▶ Aim of the exercise: Every line below that has the string "status" needs to be copied.

▶ Data excerpts:

--- START ---

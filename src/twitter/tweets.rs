//! Tweet operations for Twitter API.
//!
//! This module contains the function for posting tweets, with or without
//! attached media, using the Twitter API v2.

use log::{debug, info};
use reqwest::Client;
use serde::Deserialize;
use serde_json::json;

use crate::config::TwitterConfig;

use super::api::{make_authenticated_request, sanitize_for_logging};

const TWEETS_URL: &str = "https://api.x.com/2/tweets";

/// A tweet as returned by the posting endpoint.
#[derive(Debug, Clone, PartialEq, Eq, Deserialize)]
pub struct TweetReference {
    /// The tweet ID
    pub id: String,
    /// The text Twitter stored for the tweet
    pub text: String,
}

impl TweetReference {
    /// Public URL of the tweet. It resolves without knowing the author's handle.
    pub fn url(&self) -> String {
        format!("https://twitter.com/i/web/status/{}", self.id)
    }
}

#[derive(Debug, Deserialize)]
struct PostTweetResponse {
    data: TweetReference,
}

/// Builds the JSON body for the create-tweet endpoint.
pub(crate) fn build_tweet_payload(text: &str, media_ids: &[String]) -> serde_json::Value {
    if media_ids.is_empty() {
        json!({ "text": text })
    } else {
        json!({
            "text": text,
            "media": { "media_ids": media_ids }
        })
    }
}

/// Posts a tweet to Twitter/X using the API v2 endpoint.
///
/// # Parameters
///
/// - `config`: Mutable reference to TwitterConfig (may be updated with new token)
/// - `text`: The text content of the tweet to post
/// - `media_ids`: IDs returned by [`super::upload_media`]; empty for a text-only tweet
///
/// # Returns
///
/// - `Ok(TweetReference)`: The posted tweet
/// - `Err(Box<dyn std::error::Error + Send + Sync>)`: If authentication fails, network error, or API error
///
/// # Errors
///
/// A duplicate-status rejection is returned as an error like any other API failure.
pub async fn post_tweet(
    config: &mut TwitterConfig,
    text: &str,
    media_ids: &[String],
) -> Result<TweetReference, Box<dyn std::error::Error + Send + Sync>> {
    info!(
        "Starting tweet post operation ({} chars, {} media): '{}'",
        text.chars().count(),
        media_ids.len(),
        sanitize_for_logging(text, 280)
    );

    let client = Client::new();
    let payload = build_tweet_payload(text, media_ids);
    debug!("Tweet payload: {}", serde_json::to_string_pretty(&payload)?);
    debug!("Request headers: Authorization: Bearer [REDACTED], Content-Type: application/json");

    let response_text = make_authenticated_request(config, "post_tweet", || {
        client
            .post(TWEETS_URL)
            .header("Content-Type", "application/json")
            .json(&payload)
    })
    .await?;

    let response: PostTweetResponse = serde_json::from_str(&response_text)?;
    info!("Tweet posted with id {}", response.data.id);
    Ok(response.data)
}
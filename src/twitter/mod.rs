//! Twitter/X API integration module.
//!
//! This module contains functions for interacting with the Twitter/X API,
//! namely media upload and tweet posting using OAuth 2.0 User Context
//! authentication.

mod api;
mod media;
mod tweets;

// Re-export public API
pub use media::upload_media;
pub use tweets::{post_tweet, TweetReference};

// Crate-internal re-exports (used by tests and other modules)
pub(crate) use api::sanitize_for_logging;
#[allow(unused_imports)]
pub(crate) use api::is_duplicate_rejection;
#[allow(unused_imports)]
pub(crate) use tweets::build_tweet_payload;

--- END ---

▶ Exercise output:
        format!("https://twitter.com/i/web/status/{}", self.id)
/// A duplicate-status rejection is returned as an error like any other API failure.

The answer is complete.